§ What this task involves
The full listing below should be copied verbatim.
_ _ _ _ _
use std::fmt;
use std::str::FromStr;

use serde::{Deserialize, Serialize};

use crate::error::AxisError;

/// Axis addressed by a tuning call.
#[derive(Debug, Clone, Copy, PartialEq, Eq, Hash, Serialize, Deserialize)]
#[serde(rename_all = "snake_case")]
pub enum Axis {
    /// The `x` axis.
    Horizontal,
    /// The `y` axis.
    Vertical,
}

impl Axis {
    pub const ALL: [Axis; 2] = [Axis::Horizontal, Axis::Vertical];

    #[must_use]
    pub fn designator(self) -> &'static str {
        match self {
            Self::Horizontal => "x",
            Self::Vertical => "y",
        }
    }
}

impl fmt::Display for Axis {
    fn fmt(&self, f: &mut fmt::Formatter<'_>) -> fmt::Result {
        f.write_str(self.designator())
    }
}

impl FromStr for Axis {
    type Err = AxisError;

    fn from_str(value: &str) -> Result<Self, Self::Err> {
        match value.trim().to_ascii_lowercase().as_str() {
            "x" | "horizontal" => Ok(Self::Horizontal),
            "y" | "vertical" => Ok(Self::Vertical),
            _ => Err(AxisError::InvalidAxis(value.to_owned())),
        }
    }
}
_ _ _ _ _
§ Answer to the problem
use std::fmt;
use std::str::FromStr;

use serde::{Deserialize, Serialize};

use crate::error::AxisError;

/// Axis addressed by a tuning call.
#[derive(Debug, Clone, Copy, PartialEq, Eq, Hash, Serialize, Deserialize)]
#[serde(rename_all = "snake_case")]
pub enum Axis {
    /// The `x` axis.
    Horizontal,
    /// The `y` axis.
    Vertical,
}

impl Axis {
    pub const ALL: [Axis; 2] = [Axis::Horizontal, Axis::Vertical];

    #[must_use]
    pub fn designator(self) -> &'static str {
        match self {
            Self::Horizontal => "x",
            Self::Vertical => "y",
        }
    }
}

impl fmt::Display for Axis {
    fn fmt(&self, f: &mut fmt::Formatter<'_>) -> fmt::Result {
        f.write_str(self.designator())
    }
}

impl FromStr for Axis {
    type Err = AxisError;

    fn from_str(value: &str) -> Result<Self, Self::Err> {
        match value.trim().to_ascii_lowercase().as_str() {
            "x" | "horizontal" => Ok(Self::Horizontal),
            "y" | "vertical" => Ok(Self::Vertical),
            _ => Err(AxisError::InvalidAxis(value.to_owned())),
        }
    }
}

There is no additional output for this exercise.